◆ **Assignment**
Locate "name.push(c);" in the listing below, then output the line holding it and every line after it, exactly and with nothing else.

◆ **Exercise input**
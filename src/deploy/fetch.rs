//! Remote checksum listing.

use crate::error::Result;
use crate::path::{normalize_relative, shell_quote};
use crate::remote::RemoteFs;
use crate::scan::ChecksumKind;
use std::collections::HashMap;

/// Relative path to lowercase hex digest, as reported by the remote host
pub type RemoteChecksums = HashMap<String, String>;

pub struct RemoteChecksumFetcher {
    checksum: ChecksumKind,
}

impl RemoteChecksumFetcher {
    pub fn new(checksum: ChecksumKind) -> Self {
        Self { checksum }
    }

    /// Shell command that hashes every regular file under `remote_dir`.
    pub fn command(&self, remote_dir: &str) -> String {
        format!(
            "cd {} && find . -type f -exec {} {{}} +",
            shell_quote(remote_dir),
            self.checksum.remote_tool()
        )
    }

    /// Hash the whole remote tree with a single command.
    ///
    /// A failed or silent command yields an empty map: the directory is
    /// missing or empty, and every local file will be uploaded. Only a
    /// transport failure is returned as an error.
    pub async fn fetch<R: RemoteFs + ?Sized>(
        &self,
        remote: &R,
        remote_dir: &str,
    ) -> Result<RemoteChecksums> {
        let output = remote.exec(&self.command(remote_dir)).await?;

        if !output.success() {
            tracing::warn!(
                "Could not fetch remote checksums for {} (exit status {}); treating remote as empty",
                remote_dir,
                output.exit_status
            );
            return Ok(RemoteChecksums::new());
        }

        let checksums = parse_checksum_listing(&output.stdout);
        if checksums.is_empty() {
            tracing::warn!(
                "Remote checksum listing for {} is empty; uploading everything",
                remote_dir
            );
        }

        tracing::info!("Found {} existing files on remote", checksums.len());
        Ok(checksums)
    }
}

/// Parse `<hash>  ./<path>` lines.
///
/// The first whitespace-separated token is the hash; the remaining tokens,
/// rejoined with single spaces, form the path. Lines without a path are
/// skipped.
///
/// `md5sum` and `b3sum` escape names containing a backslash, newline or
/// carriage return: the line starts with `\` and the name uses `\\`, `\n`
/// and `\r`. Such lines are unescaped so the key matches the local name.
pub fn parse_checksum_listing(output: &str) -> RemoteChecksums {
    let mut checksums = RemoteChecksums::new();
    for line in output.lines() {
        let mut tokens = line.split_whitespace();
        let Some(hash) = tokens.next() else {
            continue;
        };
        let path = tokens.collect::<Vec<_>>().join(" ");
        if path.is_empty() {
            continue;
        }

        let (hash, path) = match hash.strip_prefix('\\') {
            Some(hash) => (hash, unescape_name(&path)),
            None => (hash, path),
        };
        checksums.insert(normalize_relative(&path), hash.to_ascii_lowercase());
    }
    checksums
}

fn unescape_name(escaped: &str) -> String {
    let mut name = String::with_capacity(escaped.len());
    let mut chars = escaped.chars();
    while let Some(c) = chars.next() {
        if c != '\\' {
            name.push(c);
            continue;
        }
        match chars.next() {
            Some('n') => name.push('\n'),
            Some('r') => name.push('\r'),
            Some('\\') => name.push('\\'),
            Some(other) => {
                name.push('\\');
                name.push(other);
            }
            None => name.push('\\'),
        }
    }
    name
}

◆ **Exercise result**
            name.push(c);
            continue;
        }
        match chars.next() {
            Some('n') => name.push('\n'),
            Some('r') => name.push('\r'),
            Some('\\') => name.push('\\'),
            Some(other) => {
                name.push('\\');
                name.push(other);
            }
            None => name.push('\\'),
        }
    }
    name
}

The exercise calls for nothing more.